Can you do me a favor Dayhiker, by turning this boomerang template into a pdf like you did with my t-shot? (please make it symmetrical and as big as you can fit it on a4 paper) Thank you.


----------



## Dayhiker (Mar 13, 2010)

gaara4sand said:


> Can you do me a favor Dayhiker, by turning this boomerang template into a pdf like you did with my t-shot? (please make it symmetrical and as big as you can fit it on a4 paper) Thank you.
> View attachment 6852


Here ya go. Best I could do. Don't hurt yourself with that thing.

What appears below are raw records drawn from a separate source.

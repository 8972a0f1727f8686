//! Query input with inline clear action

use iced::widget::{button, container, row, text, text_input};
use iced::{Alignment, Background, Border, Color, Element, Length, Padding};

use super::theme::Colors;

pub const PLACEHOLDER: &str = "Keywords: title / author / subject / tags…";

/// Search bar component
pub fn view<'a, Message: Clone + 'a>(
    value: &str,
    colors: Colors,
    on_input: impl Fn(String) -> Message + 'a,
    on_submit: Message,
    on_clear: Message,
) -> Element<'a, Message> {
    let input = text_input(PLACEHOLDER, value)
        .on_input(on_input)
        .on_submit(on_submit)
        .padding(Padding::new(10.0))
        .size(16)
        .style(move |_theme, _status| text_input::Style {
            background: Background::Color(Color::TRANSPARENT),
            border: Border::default(),
            icon: colors.text_muted,
            placeholder: colors.text_muted,
            value: colors.text,
            selection: colors.accent,
        });

    let mut content = row![text("🔎").size(14).color(colors.text_muted), input]
        .spacing(6)
        .align_y(Alignment::Center);

    if !value.is_empty() {
        content = content.push(
            button(text("Clear").size(12))
                .on_press(on_clear)
                .style(button::text),
        );
    }

    container(content)
        .padding(Padding::from([0.0, 12.0]))
        .width(Length::Fill)
        .style(move |_theme| container::Style {
            background: Some(Background::Color(colors.surface)),
            border: Border {
                color: colors.border,
                width: 1.0,
                radius: 10.0.into(),
            },
            ..Default::default()
        })
        .into()
}
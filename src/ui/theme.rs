//! Theme configuration

use iced::theme::Palette;
use iced::{Color, Theme};

use crate::theme::{AppliedTheme, Rgb};

pub fn color(rgb: Rgb) -> Color {
    Color::from_rgb8(rgb.0, rgb.1, rgb.2)
}

/// Dark theme colors
pub struct DarkTheme;

impl DarkTheme {
    pub const BACKGROUND: Color = Color::from_rgb(0.09, 0.09, 0.11);
    pub const SURFACE: Color = Color::from_rgb(0.13, 0.13, 0.16);
    pub const BORDER: Color = Color::from_rgb(0.25, 0.25, 0.28);
    pub const TEXT: Color = Color::from_rgb(0.95, 0.95, 0.95);
    pub const TEXT_MUTED: Color = Color::from_rgb(0.6, 0.6, 0.65);
}

/// Light theme colors
pub struct LightTheme;

impl LightTheme {
    pub const BACKGROUND: Color = Color::from_rgb(0.94, 0.95, 0.96);
    pub const SURFACE: Color = Color::WHITE;
    pub const BORDER: Color = Color::from_rgb(0.86, 0.87, 0.89);
    pub const TEXT: Color = Color::from_rgb(0.12, 0.13, 0.15);
    pub const TEXT_MUTED: Color = Color::from_rgb(0.42, 0.44, 0.48);
}

const SUCCESS: Color = Color::from_rgb(0.13, 0.77, 0.37);
const DANGER: Color = Color::from_rgb(0.94, 0.27, 0.27);

/// Colors the view needs beyond the toolkit palette
#[derive(Debug, Clone, Copy)]
pub struct Colors {
    pub background: Color,
    pub surface: Color,
    pub border: Color,
    pub text: Color,
    pub text_muted: Color,
    pub primary: Color,
    pub accent: Color,
    pub success: Color,
    pub danger: Color,
}

impl Colors {
    pub fn of(applied: &AppliedTheme) -> Self {
        let primary = color(applied.settings.color.primary());
        let accent = color(applied.settings.color.accent());
        if applied.resolved.is_dark() {
            Self {
                background: DarkTheme::BACKGROUND,
                surface: DarkTheme::SURFACE,
                border: DarkTheme::BORDER,
                text: DarkTheme::TEXT,
                text_muted: DarkTheme::TEXT_MUTED,
                primary,
                accent,
                success: SUCCESS,
                danger: DANGER,
            }
        } else {
            Self {
                background: LightTheme::BACKGROUND,
                surface: LightTheme::SURFACE,
                border: LightTheme::BORDER,
                text: LightTheme::TEXT,
                text_muted: LightTheme::TEXT_MUTED,
                primary,
                accent,
                success: SUCCESS,
                danger: DANGER,
            }
        }
    }
}

/// Toolkit theme for the current settings
pub fn iced_theme(applied: &AppliedTheme) -> Theme {
    let colors = Colors::of(applied);
    let name = format!(
        "{}-{}",
        applied.resolved.label().to_lowercase(),
        applied.settings.color
    );
    Theme::custom(
        name,
        Palette {
            background: colors.background,
            text: colors.text,
            primary: colors.primary,
            success: colors.success,
            danger: colors.danger,
        },
    )
}
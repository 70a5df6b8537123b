//! Application run modes: logger init, message processing, table listing.

use std::io::{self, Write};

use emoji_shortcuts::core;
use emoji_shortcuts::core::config::Config;

use crate::cli::Args;

/// Initialize env_logger on stderr so stdout carries only the processed text.
pub fn init_logger(args: &Args) {
    let log_level = args.log_level();
    let _ = env_logger::Builder::from_env(env_logger::Env::default().default_filter_or(log_level))
        .target(env_logger::Target::Stderr)
        .try_init();
}

/// Process one message from `-m` or stdin and print the result.
pub fn run_message(args: &Args, config: &Config) -> Result<(), Box<dyn std::error::Error>> {
    let engine = core::pipeline::engine(config.vocabulary);
    match args.message.as_deref() {
        Some(message) if message != "-" => {
            println!("{}", engine.process(message));
        }
        _ => {
            // stdin is passed through byte-for-byte apart from the rewrites
            let message = io::read_to_string(io::stdin())?;
            let mut stdout = io::stdout().lock();
            stdout.write_all(engine.process(&message).as_bytes())?;
            stdout.flush()?;
        }
    }
    Ok(())
}

/// Print the active mapping table, one rule per line.
pub fn run_list(config: &Config) -> Result<(), Box<dyn std::error::Error>> {
    let engine = core::pipeline::engine(config.vocabulary);
    let mut stdout = io::stdout().lock();
    for matcher in engine.matchers() {
        writeln!(stdout, "{:<8} {}", matcher.shortcut(), matcher.replacement())?;
    }
    Ok(())
}

/// Print the active vocabulary and where it came from.
pub fn run_config(config: &Config) -> Result<(), Box<dyn std::error::Error>> {
    let engine = core::pipeline::engine(config.vocabulary);
    println!("{} {}", core::app::NAME, core::app::VERSION);
    println!("vocabulary: {} (from {})", config.vocabulary, config.source);
    println!("table:      {}", config.vocabulary.source());
    println!("rules:      {}", engine.rule_count());
    Ok(())
}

P.S. Dude, all you gotta do next time you want to draw a symmetric design is fold your piece of paper in half, use the crease as the center line of your pattern and just draw half. Keep it folded, then cut it out with a pair of scissors. Open it up and -- voilà ! -- you have a full pattern, fully symmetrical. Just like cutting out snowflake designs in school, remember?


----------



## Hrawk (Oct 25, 2010)

Cool design!

I had a play around with it as well.

Also, may I suggest you get a hold of a graphics package named Inkscape. It's free and VERY good for doing designs like this.


----------



## Dayhiker (Mar 13, 2010)

That's ultra good Hrawk! I don't have the talent. Will try that software.


----------



## FURGLE (Feb 20, 2011)

your such a great help sometimes dayhiker


----------



## Dayhiker (Mar 13, 2010)

FURGLE said:


> your such a great help sometimes dayhiker


Thanks, man. I try to give as good as I get.


----------